A figure stood in the shadow of the door, as if afraid to be seen in the group of Skinners; but a blaze of light, raised by some articles thrown in the fire by his persecutors, showed the peddler the face of the purchaser of his little domain. Occasionally there was some whispering between this man and the Skinner nearest him, that induced Harvey to suspect he had been the dupe of a contrivance in which that wretch had participated. It was, however, too late to repine; and he followed the party from the house with a firm and collected tread, as if marching to a triumph, and not to a gallows. In passing through the yard, the leader of the band fell over a billet of wood, and received a momentary hurt from the fall; exasperated at the incident, the fellow sprang on his feet, filling the air with execrations.
“The curse of heaven light on the log!” he exclaimed. “The night is too dark for us to move in; throw that brand of fire in yon pile of tow, to light up the scene.”

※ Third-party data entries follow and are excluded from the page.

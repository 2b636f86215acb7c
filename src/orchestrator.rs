//! Analysis orchestrator for the dependency report workflow
//!
//! This module provides:
//! - Workflow coordination: fetch → evaluate → aggregate, per declaration
//! - Strictly sequential registry queries in declaration order
//! - Per-dependency failure isolation (a failed fetch becomes a degraded report)
//! - Progress notification after every dependency

use crate::domain::{AnalysisResult, DependencyDeclaration, DependencyReport};
use crate::error::{AnalysisError, ProgressError, RegistryError};
use crate::evaluate::evaluate;
use crate::manifest::ManifestDependencies;
use crate::registry::{
    HttpClient, NpmRegistry, RegistryClient, DEFAULT_TIMEOUT, DEFAULT_USER_AGENT, NPM_REGISTRY_URL,
};
use std::time::Duration;
use tracing::{debug, info, warn};

/// Configuration for the orchestrator
#[derive(Debug, Clone)]
pub struct AnalyzerConfig {
    /// Registry base URL
    pub registry_url: String,
    /// Per-request timeout
    pub timeout: Duration,
    /// User-Agent sent to the registry
    pub user_agent: String,
}

impl Default for AnalyzerConfig {
    fn default() -> Self {
        Self {
            registry_url: NPM_REGISTRY_URL.to_string(),
            timeout: DEFAULT_TIMEOUT,
            user_agent: DEFAULT_USER_AGENT.to_string(),
        }
    }
}

/// Orchestrator for the analysis workflow
pub struct Orchestrator {
    registry: Box<dyn RegistryClient>,
}

impl Orchestrator {
    /// Create an orchestrator talking to the configured npm registry
    pub fn new(config: &AnalyzerConfig) -> Result<Self, RegistryError> {
        let client = HttpClient::with_config(config.timeout, &config.user_agent)?;
        let registry = NpmRegistry::with_base_url(client, config.registry_url.as_str());
        Ok(Self::with_registry(Box::new(registry)))
    }

    /// Create an orchestrator with a custom registry client (for testing)
    pub fn with_registry(registry: Box<dyn RegistryClient>) -> Self {
        Self { registry }
    }

    /// Analyze every dependency of a parsed manifest
    pub async fn analyze(&self, manifest: &ManifestDependencies) -> AnalysisResult {
        let mut reports = Vec::with_capacity(manifest.len());
        for declaration in manifest.declarations() {
            reports.push(self.check_dependency(&declaration).await);
        }
        self.finish(reports)
    }

    /// Analyze a declaration list, notifying `on_progress` after each item.
    ///
    /// The callback receives `(completed, total)`. If it returns an error the
    /// run stops immediately and no result is produced.
    pub async fn analyze_with_progress<F>(
        &self,
        declarations: &[DependencyDeclaration],
        mut on_progress: F,
    ) -> Result<AnalysisResult, AnalysisError>
    where
        F: FnMut(usize, usize) -> Result<(), ProgressError>,
    {
        let total = declarations.len();
        let mut reports = Vec::with_capacity(total);

        for declaration in declarations {
            reports.push(self.check_dependency(declaration).await);

            let completed = reports.len();
            on_progress(completed, total).map_err(|source| AnalysisError::ProgressAborted {
                completed,
                total,
                source,
            })?;
        }

        Ok(self.finish(reports))
    }

    /// Fetch and evaluate a single dependency; never fails
    async fn check_dependency(&self, declaration: &DependencyDeclaration) -> DependencyReport {
        debug!(dependency = %declaration, "checking dependency");

        match self.registry.fetch_metadata(&declaration.name).await {
            Ok(metadata) => {
                evaluate(&metadata, &declaration.requested_range).into_report(declaration)
            }
            Err(e) => {
                warn!(
                    package = %declaration.name,
                    registry = self.registry.registry_name(),
                    error = %e,
                    "metadata fetch failed"
                );
                DependencyReport::fetch_failed(declaration, e.to_string())
            }
        }
    }

    fn finish(&self, reports: Vec<DependencyReport>) -> AnalysisResult {
        let result = AnalysisResult::new(reports);
        let summary = result.summary();
        info!(
            total = summary.total,
            outdated = summary.outdated,
            deprecated = summary.deprecated,
            failed = summary.failed,
            "analysis finished"
        );
        result
    }
}

#[cfg(test)]
mod tests {
    use super::*;
    use crate::domain::{DependencyKind, RegistryMetadata, SecurityFlag, FETCH_FAILED_NOTE};
    use crate::manifest::parse_manifest;
    use async_trait::async_trait;
    use serde_json::{json, Value};
    use std::collections::HashMap;
    use std::sync::{Arc, Mutex};

    /// In-memory registry recording every request in order
    #[derive(Default)]
    struct FakeRegistry {
        packages: HashMap<String, Value>,
        requests: Arc<Mutex<Vec<String>>>,
    }

    impl FakeRegistry {
        fn with_package(mut self, name: &str, body: Value) -> Self {
            self.packages.insert(name.to_string(), body);
            self
        }
    }

    #[async_trait]
    impl RegistryClient for FakeRegistry {
        fn registry_name(&self) -> &'static str {
            "fake"
        }

        async fn fetch_metadata(&self, package: &str) -> Result<RegistryMetadata, RegistryError> {
            self.requests.lock().unwrap().push(package.to_string());
            let body = self
                .packages
                .get(package)
                .cloned()
                .ok_or_else(|| RegistryError::package_not_found(package, "fake"))?;
            RegistryMetadata::from_json(body)
                .map_err(|message| RegistryError::invalid_response(package, "fake", message))
        }
    }

    fn latest(version: &str) -> Value {
        json!({ "dist-tags": { "latest": version }, "versions": { (version): {} } })
    }

    fn orchestrator(registry: FakeRegistry) -> Orchestrator {
        Orchestrator::with_registry(Box::new(registry))
    }

    #[test]
    fn test_analyzer_config_default() {
        let config = AnalyzerConfig::default();
        assert_eq!(config.registry_url, "https://registry.npmjs.org");
        assert_eq!(config.timeout, Duration::from_millis(8000));
        assert!(config.user_agent.starts_with("depscope/"));
    }

    #[test]
    fn test_orchestrator_new() {
        assert!(Orchestrator::new(&AnalyzerConfig::default()).is_ok());
    }

    #[tokio::test]
    async fn test_left_pad_example() {
        let registry = FakeRegistry::default().with_package("left-pad", latest("1.3.0"));
        let manifest = parse_manifest(r#"{"dependencies":{"left-pad":"^1.0.0"}}"#).unwrap();

        let result = orchestrator(registry).analyze(&manifest).await;

        assert_eq!(result.reports.len(), 1);
        let report = &result.reports[0];
        assert_eq!(report.name, "left-pad");
        assert_eq!(report.requested_range, "^1.0.0");
        assert_eq!(report.latest_version.as_deref(), Some("1.3.0"));
        assert_eq!(report.is_outdated, Some(false));
        assert_eq!(report.security_flag, SecurityFlag::None);
        assert!(report.note.is_none());
    }

    #[tokio::test]
    async fn test_reports_follow_declaration_order() {
        let registry = FakeRegistry::default()
            .with_package("zod", latest("3.22.0"))
            .with_package("axios", latest("1.6.0"))
            .with_package("vitest", latest("1.2.0"));
        let requests = registry.requests.clone();
        let manifest = parse_manifest(
            r#"{
                "devDependencies": { "vitest": "^1.0.0" },
                "dependencies": { "zod": "^3.0.0", "axios": "^1.0.0" }
            }"#,
        )
        .unwrap();

        let result = orchestrator(registry).analyze(&manifest).await;

        let order: Vec<_> = result
            .reports
            .iter()
            .map(|r| (r.name.as_str(), r.kind))
            .collect();
        assert_eq!(
            order,
            vec![
                ("zod", DependencyKind::Runtime),
                ("axios", DependencyKind::Runtime),
                ("vitest", DependencyKind::Development),
            ]
        );
        assert_eq!(*requests.lock().unwrap(), vec!["zod", "axios", "vitest"]);
    }

    #[tokio::test]
    async fn test_failed_fetch_is_isolated() {
        let registry = FakeRegistry::default()
            .with_package("react", latest("18.2.0"))
            .with_package("vue", latest("3.4.0"));
        let declarations = vec![
            DependencyDeclaration::runtime("react", "^17.0.0"),
            DependencyDeclaration::runtime("ghost-package", "^1.0.0"),
            DependencyDeclaration::runtime("vue", "^3.0.0"),
        ];

        let result = orchestrator(registry)
            .analyze_with_progress(&declarations, |_, _| Ok(()))
            .await
            .unwrap();

        assert_eq!(result.reports.len(), 3);
        assert_eq!(result.reports[0].is_outdated, Some(true));
        assert_eq!(result.reports[2].is_outdated, Some(false));

        let failed = &result.reports[1];
        assert_eq!(failed.name, "ghost-package");
        assert_eq!(failed.security_flag, SecurityFlag::None);
        assert_eq!(failed.note.as_deref(), Some(FETCH_FAILED_NOTE));
        assert!(failed.latest_version.is_none());
        assert!(failed.is_outdated.is_none());
        assert!(failed.repository_url.is_none());
        assert!(failed.fetch_error.as_deref().unwrap().contains("not found"));
    }

    #[tokio::test]
    async fn test_malformed_body_is_a_fetch_failure() {
        let registry = FakeRegistry::default().with_package("weird", json!(["1.0.0"]));
        let declarations = vec![DependencyDeclaration::runtime("weird", "^1.0.0")];

        let result = orchestrator(registry)
            .analyze_with_progress(&declarations, |_, _| Ok(()))
            .await
            .unwrap();

        assert_eq!(result.reports[0].note.as_deref(), Some(FETCH_FAILED_NOTE));
    }

    #[tokio::test]
    async fn test_all_fetches_fail() {
        let declarations = vec![
            DependencyDeclaration::runtime("a", "^1.0.0"),
            DependencyDeclaration::development("b", "^1.0.0"),
        ];

        let result = orchestrator(FakeRegistry::default())
            .analyze_with_progress(&declarations, |_, _| Ok(()))
            .await
            .unwrap();

        assert_eq!(result.reports.len(), 2);
        assert!(result.reports.iter().all(|r| r.is_fetch_failure()));
        assert_eq!(result.summary().failed, 2);
    }

    #[tokio::test]
    async fn test_progress_fires_once_per_declaration() {
        let registry = FakeRegistry::default().with_package("a", latest("1.0.0"));
        let declarations = vec![
            DependencyDeclaration::runtime("a", "^1.0.0"),
            DependencyDeclaration::runtime("missing", "^1.0.0"),
            DependencyDeclaration::development("a", "^1.0.0"),
        ];

        let mut seen = Vec::new();
        orchestrator(registry)
            .analyze_with_progress(&declarations, |done, total| {
                seen.push((done, total));
                Ok(())
            })
            .await
            .unwrap();

        assert_eq!(seen, vec![(1, 3), (2, 3), (3, 3)]);
    }

    #[tokio::test]
    async fn test_progress_failure_aborts_batch() {
        let registry = FakeRegistry::default()
            .with_package("a", latest("1.0.0"))
            .with_package("b", latest("1.0.0"));
        let requests = registry.requests.clone();
        let declarations = vec![
            DependencyDeclaration::runtime("a", "^1.0.0"),
            DependencyDeclaration::runtime("b", "^1.0.0"),
        ];

        let err = orchestrator(registry)
            .analyze_with_progress(&declarations, |done, _| {
                if done == 1 {
                    Err("display closed".into())
                } else {
                    Ok(())
                }
            })
            .await
            .unwrap_err();

        match err {
            AnalysisError::ProgressAborted { completed, total, .. } => {
                assert_eq!((completed, total), (1, 2));
            }
        }
        assert_eq!(*requests.lock().unwrap(), vec!["a"]);
    }

    #[tokio::test]
    async fn test_empty_manifest() {
        let mut calls = 0;
        let result = orchestrator(FakeRegistry::default())
            .analyze_with_progress(&[], |_, _| {
                calls += 1;
                Ok(())
            })
            .await
            .unwrap();

        assert!(result.is_empty());
        assert_eq!(calls, 0);
    }
}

“Hold!” roared the speculator; “you’ll fire the house.”
“And see the farther,” said the other, hurling the brand in the midst of the combustibles. In an instant the building was in flames. “Come on; let us move towards the heights while we have light to pick our road.”
“Villain!” cried the exasperated purchaser, “is this your friendship—this my reward for kidnapping the peddler?”
“‘Twould be wise to move more from the light, if you mean to entertain us with abuse, or we may see too well to miss our mark,” cried the leader of the gang. The next instant he was as good as his threat, but happily missed the terrified speculator and equally appalled spinster, who saw herself again reduced from comparative wealth to poverty, by the blow. Prudence dictated to the pair a speedy retreat; and the next morning, the only remains of the dwelling of the peddler was the huge chimney we have already mentioned.